(FANPAGE.IT di Vito Laporte – Foto SKYSPORTS)
Il sito Fanpage racconta il 21 Ottobre del 2000, il giorno in cui Luis Figo tornò a Barcellona da avversario. Ecco un estratto.
[…] Nell’estate 2000 il portoghese si trasferì nella capitale spagnola per l’ingente somma di 140 miliardi di lire e divenne il nemico numero uno per i tifosi catalani, per i quali era un idolo da cinque anni.
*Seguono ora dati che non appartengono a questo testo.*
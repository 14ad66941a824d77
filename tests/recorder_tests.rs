//! Tests for recording traces and validating what was recorded.

use wflog_validate::*;

/// Advance the recorder's clock by `ms` milliseconds.
fn advance(rec: &mut TraceRecorder, clock: &mut i64, ms: i64) {
    *clock += ms;
    rec.set_time(*clock, *clock * 1000 + 7);
}

/// A full listen/analyze/transmit cycle, as the workflow engine logs it.
fn record_cycle(rec: &mut TraceRecorder) {
    let mut clock = 0i64;

    rec.enter_state(WorkflowState::Idle, "boot");
    advance(rec, &mut clock, 5);
    rec.transition_to(WorkflowState::Init, "start");
    advance(rec, &mut clock, 20);
    rec.transition_to(WorkflowState::Listening, "initialized");
    advance(rec, &mut clock, 3000);
    rec.user_action("TRIGGER_ANALYSIS", "manual trigger");
    rec.transition_to(WorkflowState::Analyzing, "trigger");
    advance(rec, &mut clock, 150);
    rec.transition_to(WorkflowState::Ready, "analysis complete");
    rec.user_action("SELECT_SIGNAL", "index=0");
    rec.transition_to(WorkflowState::TxGated, "signal selected");
    advance(rec, &mut clock, 10_000);
    rec.timeout("state=TX_GATED elapsed=10000");
    rec.transition_to(WorkflowState::Cleanup, "gate timeout");
    advance(rec, &mut clock, 2);
    rec.transition_to(WorkflowState::Idle, "cleanup done");
    rec.exit_state(WorkflowState::Idle, "shutdown");
}

#[test]
fn test_recorded_cycle_passes() {
    let mut rec = TraceRecorder::new();
    record_cycle(&mut rec);

    let report = validate(&rec.entries());
    assert_eq!(report.verdict(), Verdict::Passed, "{}", render_text(&report));
    assert_eq!(report.stats().transitions, 7);
    assert_eq!(report.stats().state_entries, report.stats().state_exits);
    assert_eq!(report.stats().user_actions, 2);
    assert_eq!(report.stats().timeouts, 1);
}

#[test]
fn test_firmware_style_start_without_initial_entry() {
    // The engine exits IDLE without ever having logged entering it.
    let mut rec = TraceRecorder::new();
    rec.transition_to(WorkflowState::Init, "start");
    rec.exit_state(WorkflowState::Init, "abort");

    let report = validate(&rec.entries());
    assert!(report.is_success());
    assert_eq!(
        report.warnings(),
        &[Anomaly::UnbalancedPairs { entries: 1, exits: 2 }]
    );
}

#[test]
fn test_exports_load_back_identically() {
    let dir = tempfile::tempdir().unwrap();
    let mut rec = TraceRecorder::new();
    record_cycle(&mut rec);
    rec.error("RF module, not ready", "code=\"E42\"");

    let json_path = dir.path().join("export.json");
    let csv_path = dir.path().join("export.csv");
    assert_eq!(rec.write_json(&json_path).unwrap(), rec.len());
    assert_eq!(rec.write_csv(&csv_path).unwrap(), rec.len());

    let config = ReaderConfig::default();
    let from_json = load_entries(&json_path, &config).unwrap();
    let from_csv = load_entries(&csv_path, &config).unwrap();

    assert_eq!(from_json, rec.entries());
    assert_eq!(from_csv, rec.entries());
}

#[test]
fn test_custom_root_key_export() {
    let config = RecorderConfig::builder().root_key("trace").build().unwrap();
    let mut rec = TraceRecorder::with_config(config);
    rec.enter_state(WorkflowState::Idle, "boot");

    let json = rec.to_json_string().unwrap();
    let reader = ReaderConfig::builder().root_key("trace").build().unwrap();
    assert_eq!(entries_from_json_str(&json, &reader).unwrap().len(), 1);
    assert!(entries_from_json_str(&json, &ReaderConfig::default()).is_err());
}

#[test]
fn test_eviction_keeps_trace_valid_ordering() {
    let config = RecorderConfig::builder().capacity(4usize).build().unwrap();
    let mut rec = TraceRecorder::with_config(config);
    for i in 0..10 {
        rec.set_time(i, i * 1000);
        rec.user_action("TICK", "");
    }

    let entries = rec.entries();
    assert_eq!(entries.len(), 4);
    assert_eq!(entries[0].sequence, 6);

    let report = validate(&entries);
    assert_eq!(report.verdict(), Verdict::Passed);
}
use anyhow::Context;
use clap::{Parser, ValueEnum};
use std::path::PathBuf;
use std::process::ExitCode;
use wflog_validate::{
    exit_code, load_entries_as, render_json, render_text, validate, LogFormat, ReaderConfig,
};

#[derive(Parser, Debug)]
#[command(
    name = "wflog-validate",
    version,
    about = "Validate deterministic logs exported by the workflow engine"
)]
struct Cli {
    /// Log file to validate (.json or .csv).
    #[arg(value_name = "LOGFILE")]
    logfile: PathBuf,

    /// Verbose output (debug diagnostics on stderr; RUST_LOG overrides).
    #[arg(short, long)]
    verbose: bool,

    /// Report format.
    #[arg(long, value_enum, default_value_t = OutputFormat::Text)]
    format: OutputFormat,

    /// Key of the entry array in JSON exports.
    #[arg(long, default_value = "workflow_logs")]
    root_key: String,
}

#[derive(Debug, Clone, Copy, PartialEq, Eq, ValueEnum)]
enum OutputFormat {
    Text,
    Json,
}

fn main() -> ExitCode {
    let cli = Cli::parse();
    init_tracing(cli.verbose);

    let Ok(format) = LogFormat::from_path(&cli.logfile) else {
        eprintln!("Error: Unknown file format. Use .json or .csv");
        return ExitCode::from(1);
    };

    match run(&cli, format) {
        Ok(code) => ExitCode::from(code),
        Err(e) => {
            eprintln!("Error: {e:#}");
            ExitCode::from(1)
        }
    }
}

fn run(cli: &Cli, format: LogFormat) -> anyhow::Result<u8> {
    let config = ReaderConfig::builder()
        .root_key(cli.root_key.as_str())
        .build()
        .context("invalid --root-key")?;

    if cli.format == OutputFormat::Text {
        println!("Validating {format} log file: {}", cli.logfile.display());
    }

    let entries = load_entries_as(&cli.logfile, format, &config)?;
    let report = validate(&entries);

    match cli.format {
        OutputFormat::Text => print!("{}", render_text(&report)),
        OutputFormat::Json => println!("{}", render_json(&report)?),
    }

    Ok(u8::try_from(exit_code(&report)).unwrap_or(1))
}

fn init_tracing(verbose: bool) {
    let default_level = if verbose { "debug" } else { "warn" };
    tracing_subscriber::fmt()
        .with_writer(std::io::stderr)
        .with_env_filter(
            tracing_subscriber::EnvFilter::try_from_default_env()
                .unwrap_or_else(|_| tracing_subscriber::EnvFilter::new(default_level)),
        )
        .init();
}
La prima volta che il futuro Pallone d’Oro, venne premiato pochi mesi dopo; al Nou Camp da avversario fu il 21 ottobre 2000 e la settimana precedente lasciava già trasparire ciò che sarebbe accaduto e le gare di Champions League non attutirono affatto il clima che si era creato. […] La trasferta del Real iniziò con un lancio di oggetti all’aeroporto Prat e la notte precedente al match i supporter culé si ritrovarono sotto l’hotel della squadra merengues facendo risuonare l’inno del Barça e cantando fino alle luci dell’alba. […] Sulle tribune erano presenti soprattutto striscioni di insulti a Figo e alla sua famiglia e ogni volta che il portoghese si avvicinava ad una linea laterale era accompagnato da un massiccio lancio di oggetti. […] Figo era in campo ma era una controfigura di se stesso: Serra Ferrer decise la mattina della partita di mettere su di lui Puyol e i numeri del match del portoghese mostrano il tormento di quei momenti, visto che ha perso 13 palloni, ha commesso un fallo commesso, ha calciato una sola volta verso la porta.